[[ GIVEN INFORMATION, beginning ]]
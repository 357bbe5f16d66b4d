//! `PostgreSQL` repository implementation for task storage.

use super::{
    models::{NewTaskRow, TaskChangeset, TaskRow},
    schema::{task_id_high_water, tasks},
};
use crate::auth::domain::UserId;
use crate::database::PgPool;
use crate::task::{
    domain::{DayPrefix, PersistedTaskData, Task, TaskId, TaskStatus},
    ports::{TaskRepository, TaskRepositoryError, TaskRepositoryResult},
};
use async_trait::async_trait;
use diesel::dsl::exists;
use diesel::pg::PgConnection;
use diesel::prelude::*;
use diesel::result::{DatabaseErrorKind, Error as DieselError};

/// `PostgreSQL`-backed task repository.
///
/// Inserts rely on the primary key to reject identifiers that a concurrent
/// allocator has already used. Each insert also raises the day's row in
/// `task_id_high_water` in the same transaction, so deletes never make an
/// identifier available again.
#[derive(Debug, Clone)]
pub struct PostgresTaskRepository {
    pool: PgPool,
}

impl PostgresTaskRepository {
    /// Creates a new repository from a `PostgreSQL` connection pool.
    #[must_use]
    pub const fn new(pool: PgPool) -> Self {
        Self { pool }
    }

    async fn run_blocking<F, T>(&self, f: F) -> TaskRepositoryResult<T>
    where
        F: FnOnce(&mut PgConnection) -> TaskRepositoryResult<T> + Send + 'static,
        T: Send + 'static,
    {
        let pool = self.pool.clone();
        tokio::task::spawn_blocking(move || {
            let mut connection = pool.get().map_err(TaskRepositoryError::persistence)?;
            f(&mut connection)
        })
        .await
        .map_err(TaskRepositoryError::persistence)?
    }
}

#[async_trait]
impl TaskRepository for PostgresTaskRepository {
    async fn insert(&self, task: &Task) -> TaskRepositoryResult<()> {
        let task_id = task.id().clone();
        let new_row = to_new_row(task);

        self.run_blocking(move |connection| {
            connection
                .transaction::<_, DieselError, _>(|tx| {
                    diesel::insert_into(tasks::table).values(&new_row).execute(tx)?;
                    raise_high_water(tx, &task_id)?;
                    Ok(())
                })
                .map_err(|err| match err {
                    DieselError::DatabaseError(DatabaseErrorKind::UniqueViolation, _) => {
                        TaskRepositoryError::DuplicateTask(task_id.clone())
                    }
                    _ => TaskRepositoryError::persistence(err),
                })
        })
        .await
    }

    async fn update(&self, task: &Task) -> TaskRepositoryResult<()> {
        let task_id = task.id().clone();
        let changeset = to_changeset(task);

        self.run_blocking(move |connection| {
            let affected = diesel::update(tasks::table.find(task_id.as_str()))
                .set(&changeset)
                .execute(connection)
                .map_err(TaskRepositoryError::persistence)?;
            if affected == 0 {
                return Err(TaskRepositoryError::NotFound(task_id));
            }
            Ok(())
        })
        .await
    }

    async fn delete(&self, id: &TaskId) -> TaskRepositoryResult<()> {
        let task_id = id.clone();
        self.run_blocking(move |connection| {
            let affected = diesel::delete(tasks::table.find(task_id.as_str()))
                .execute(connection)
                .map_err(TaskRepositoryError::persistence)?;
            if affected == 0 {
                return Err(TaskRepositoryError::NotFound(task_id));
            }
            Ok(())
        })
        .await
    }

    async fn find_by_id(&self, id: &TaskId) -> TaskRepositoryResult<Option<Task>> {
        let lookup = id.as_str().to_owned();
        self.run_blocking(move |connection| {
            let row = tasks::table
                .find(lookup)
                .select(TaskRow::as_select())
                .first::<TaskRow>(connection)
                .optional()
                .map_err(TaskRepositoryError::persistence)?;
            Ok(row.map(row_to_task))
        })
        .await
    }

    async fn find_latest_with_prefix(
        &self,
        prefix: &DayPrefix,
    ) -> TaskRepositoryResult<Option<TaskId>> {
        let day = prefix.as_str().to_owned();
        self.run_blocking(move |connection| {
            let latest = task_id_high_water::table
                .find(day)
                .select(task_id_high_water::last_id)
                .first::<String>(connection)
                .optional()
                .map_err(TaskRepositoryError::persistence)?;
            Ok(latest.map(TaskId::new))
        })
        .await
    }

    async fn find_by_assignee(&self, assignee: &UserId) -> TaskRepositoryResult<Vec<Task>> {
        let member = vec![assignee.as_str().to_owned()];
        self.run_blocking(move |connection| {
            let rows = tasks::table
                .filter(tasks::assignee_ids.contains(member))
                .order(tasks::id.asc())
                .select(TaskRow::as_select())
                .load::<TaskRow>(connection)
                .map_err(TaskRepositoryError::persistence)?;
            Ok(rows.into_iter().map(row_to_task).collect())
        })
        .await
    }

    async fn list_all(&self) -> TaskRepositoryResult<Vec<Task>> {
        self.run_blocking(|connection| {
            let rows = tasks::table
                .order(tasks::id.asc())
                .select(TaskRow::as_select())
                .load::<TaskRow>(connection)
                .map_err(TaskRepositoryError::persistence)?;
            Ok(rows.into_iter().map(row_to_task).collect())
        })
        .await
    }

    async fn has_any(&self) -> TaskRepositoryResult<bool> {
        self.run_blocking(|connection| {
            diesel::select(exists(tasks::table.select(tasks::id)))
                .get_result::<bool>(connection)
                .map_err(TaskRepositoryError::persistence)
        })
        .await
    }
}

fn raise_high_water(connection: &mut PgConnection, id: &TaskId) -> QueryResult<usize> {
    let day = id.as_str().get(..DayPrefix::LEN).unwrap_or_default();
    diesel::sql_query(concat!(
        "INSERT INTO task_id_high_water (day_prefix, last_id) VALUES ($1, $2) ",
        "ON CONFLICT (day_prefix) DO UPDATE ",
        "SET last_id = GREATEST(task_id_high_water.last_id, EXCLUDED.last_id)",
    ))
    .bind::<diesel::sql_types::Text, _>(day)
    .bind::<diesel::sql_types::Text, _>(id.as_str())
    .execute(connection)
}

fn to_new_row(task: &Task) -> NewTaskRow {
    NewTaskRow {
        id: task.id().as_str().to_owned(),
        title: task.title().to_owned(),
        description: task.description().to_owned(),
        status: task.status().as_str().to_owned(),
        due_date: task.due_date(),
        assignee_ids: assignee_strings(task),
    }
}

fn to_changeset(task: &Task) -> TaskChangeset {
    TaskChangeset {
        title: task.title().to_owned(),
        description: task.description().to_owned(),
        status: task.status().as_str().to_owned(),
        due_date: task.due_date(),
        assignee_ids: assignee_strings(task),
    }
}

fn assignee_strings(task: &Task) -> Vec<String> {
    task.assignee_ids()
        .iter()
        .map(|id| id.as_str().to_owned())
        .collect()
}

fn row_to_task(row: TaskRow) -> Task {
    let TaskRow {
        id,
        title,
        description,
        status,
        due_date,
        assignee_ids,
    } = row;

    Task::from_persisted(PersistedTaskData {
        id: TaskId::new(id),
        title,
        description,
        status: TaskStatus::new(status),
        due_date,
        assignee_ids: assignee_ids.into_iter().map(UserId::new).collect(),
    })
}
[[ GIVEN INFORMATION, end ]]
The task calls for all lines in the entries that hold "DayPrefix".

    domain::{DayPrefix, PersistedTaskData, Task, TaskId, TaskStatus},
        prefix: &DayPrefix,
    let day = id.as_str().get(..DayPrefix::LEN).unwrap_or_default();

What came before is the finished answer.